>>>

//! # Domain Errors
//!
//! Error taxonomy of the ingress subsystem:
//! - admission: [`RejectReason`] (socket closed, silent to the peer)
//! - protocol / transport / timeout: [`AbortReason`] (session stops)
//! - listener lifecycle: [`ListenerError`]

use std::io;

use thiserror::Error;

use super::message::MessageKind;
use super::role::ConnectionRole;

/// Socket level failure.
#[derive(Debug, Clone, PartialEq, Eq, Error)]
pub enum TransportError {
    /// Socket closed locally or by the peer.
    #[error("connection closed")]
    Closed,

    /// Underlying I/O error.
    #[error("I/O error ({kind:?}): {message}")]
    Io {
        /// Error kind reported by the OS.
        kind: io::ErrorKind,
        /// Raw OS error code, if any.
        code: Option<i32>,
        /// Error description.
        message: String,
    },
}

impl TransportError {
    /// Accept failed because the process ran out of file descriptors.
    pub fn is_descriptor_exhaustion(&self) -> bool {
        match self {
            // EMFILE / ENFILE
            TransportError::Io { code, .. } => matches!(code, Some(23) | Some(24)),
            TransportError::Closed => false,
        }
    }
}

impl From<io::Error> for TransportError {
    fn from(err: io::Error) -> Self {
        match err.kind() {
            io::ErrorKind::UnexpectedEof
            | io::ErrorKind::ConnectionReset
            | io::ErrorKind::ConnectionAborted
            | io::ErrorKind::BrokenPipe => TransportError::Closed,
            kind => TransportError::Io {
                kind,
                code: err.raw_os_error(),
                message: err.to_string(),
            },
        }
    }
}

/// Failure reported by a message deserializer.
#[derive(Debug, Clone, PartialEq, Eq, Error)]
pub enum DeserializeError {
    /// Reading from the socket failed.
    #[error("transport: {0}")]
    Transport(#[from] TransportError),

    /// Header could not be parsed.
    #[error("invalid header")]
    InvalidHeader,

    /// Header names another network.
    #[error("invalid network")]
    InvalidNetwork,

    /// Peer protocol version is below the supported minimum.
    #[error("outdated protocol version")]
    OutdatedVersion,

    /// Unknown message type byte.
    #[error("invalid message type {0:#04x}")]
    InvalidMessageType(u8),

    /// Body could not be parsed.
    #[error("invalid {0} message")]
    InvalidMessage(MessageKind),

    /// Declared payload exceeds the size limit.
    #[error("message size {0} too big")]
    MessageSizeTooBig(usize),

    /// Publish carries insufficient work.
    #[error("insufficient work")]
    InsufficientWork,

    /// Publish already seen by the duplicate filter.
    #[error("duplicate publish message")]
    DuplicatePublish,

    /// Confirm-ack already seen by the duplicate filter.
    #[error("duplicate confirm_ack message")]
    DuplicateConfirmAck,
}

impl DeserializeError {
    /// Errors after which the stream is still aligned and reading may go on.
    pub fn is_recoverable(&self) -> bool {
        matches!(
            self,
            DeserializeError::InsufficientWork
                | DeserializeError::DuplicatePublish
                | DeserializeError::DuplicateConfirmAck
        )
    }
}

/// Failure of the node-id handshake.
#[derive(Debug, Clone, PartialEq, Eq, Error)]
pub enum HandshakeError {
    /// Neither query nor response present.
    #[error("handshake carries neither query nor response")]
    Empty,

    /// Query could not be answered.
    #[error("malformed handshake query")]
    MalformedQuery,

    /// No cookie was issued to this endpoint, or it was already used.
    #[error("no cookie issued to endpoint")]
    UnknownCookie,

    /// Signature does not match the claimed node id.
    #[error("invalid handshake signature")]
    InvalidSignature,

    /// Peer claims our own node id.
    #[error("handshake from own node id")]
    SelfConnection,

    /// v2 response for another genesis.
    #[error("genesis mismatch")]
    GenesisMismatch,
}

/// Why a session stopped.
#[derive(Debug, Clone, PartialEq, Eq, Error)]
pub enum AbortReason {
    /// Deserializer or socket failure.
    #[error("receive failed: {0}")]
    Receive(#[from] DeserializeError),

    /// Handshake rejected.
    #[error("handshake failed: {0}")]
    Handshake(#[from] HandshakeError),

    /// A second handshake query arrived.
    #[error("duplicate handshake query")]
    DuplicateHandshake,

    /// Realtime connections are disabled by configuration.
    #[error("realtime connections disabled")]
    RealtimeDisabled,

    /// Writing the handshake response failed.
    #[error("handshake response write failed: {0}")]
    ResponseWrite(TransportError),

    /// Message not valid for the session's current role.
    #[error("unexpected {kind} on {role} connection")]
    UnexpectedMessage {
        /// Role at the time the message arrived.
        role: ConnectionRole,
        /// Offending message.
        kind: MessageKind,
    },

    /// Promotion refused (bootstrap not allowed, limit reached, or already
    /// classified).
    #[error("cannot switch to {0} connection")]
    PromotionRefused(ConnectionRole),

    /// The bootstrap server released the session without resuming it.
    #[error("bootstrap server finished")]
    BootstrapFinished,

    /// Idle timer fired.
    #[error("idle timeout")]
    Timeout,

    /// Stopped by the owner.
    #[error("stopped")]
    Stopped,
}

/// Why an accepted socket was not admitted.
#[derive(Debug, Clone, Copy, PartialEq, Eq, Error)]
pub enum RejectReason {
    /// Inbound connection ceiling reached.
    #[error("max inbound connections reached")]
    MaxInbound,

    /// Too many connections from the same IP.
    #[error("max connections per IP reached")]
    MaxPerIp,

    /// Too many connections from the same subnetwork.
    #[error("max connections per subnetwork reached")]
    MaxPerSubnetwork,

    /// Listener is stopped.
    #[error("listener stopped")]
    Stopped,
}

/// Listener lifecycle errors.
#[derive(Debug, Error)]
pub enum ListenerError {
    /// Binding the listening socket failed.
    #[error("failed to bind {addr}: {source}")]
    Bind {
        /// Address we tried to bind.
        addr: String,
        /// Underlying error.
        #[source]
        source: io::Error,
    },

    /// `start` called twice.
    #[error("listener already started")]
    AlreadyStarted,

    /// `start` called after `stop`.
    #[error("listener stopped")]
    Stopped,
}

<<<

**WORK TO BE COMPLETED**
Give an exact copy of the lines above from the line with "the size limit." up to and including the line with "not be answered.", and leave everything else out.

**WORKED SOLUTION**
    /// Declared payload exceeds the size limit.
    #[error("message size {0} too big")]
    MessageSizeTooBig(usize),

    /// Publish carries insufficient work.
    #[error("insufficient work")]
    InsufficientWork,

    /// Publish already seen by the duplicate filter.
    #[error("duplicate publish message")]
    DuplicatePublish,

    /// Confirm-ack already seen by the duplicate filter.
    #[error("duplicate confirm_ack message")]
    DuplicateConfirmAck,
}

impl DeserializeError {
    /// Errors after which the stream is still aligned and reading may go on.
    pub fn is_recoverable(&self) -> bool {
        matches!(
            self,
            DeserializeError::InsufficientWork
                | DeserializeError::DuplicatePublish
                | DeserializeError::DuplicateConfirmAck
        )
    }
}

/// Failure of the node-id handshake.
#[derive(Debug, Clone, PartialEq, Eq, Error)]
pub enum HandshakeError {
    /// Neither query nor response present.
    #[error("handshake carries neither query nor response")]
    Empty,

    /// Query could not be answered.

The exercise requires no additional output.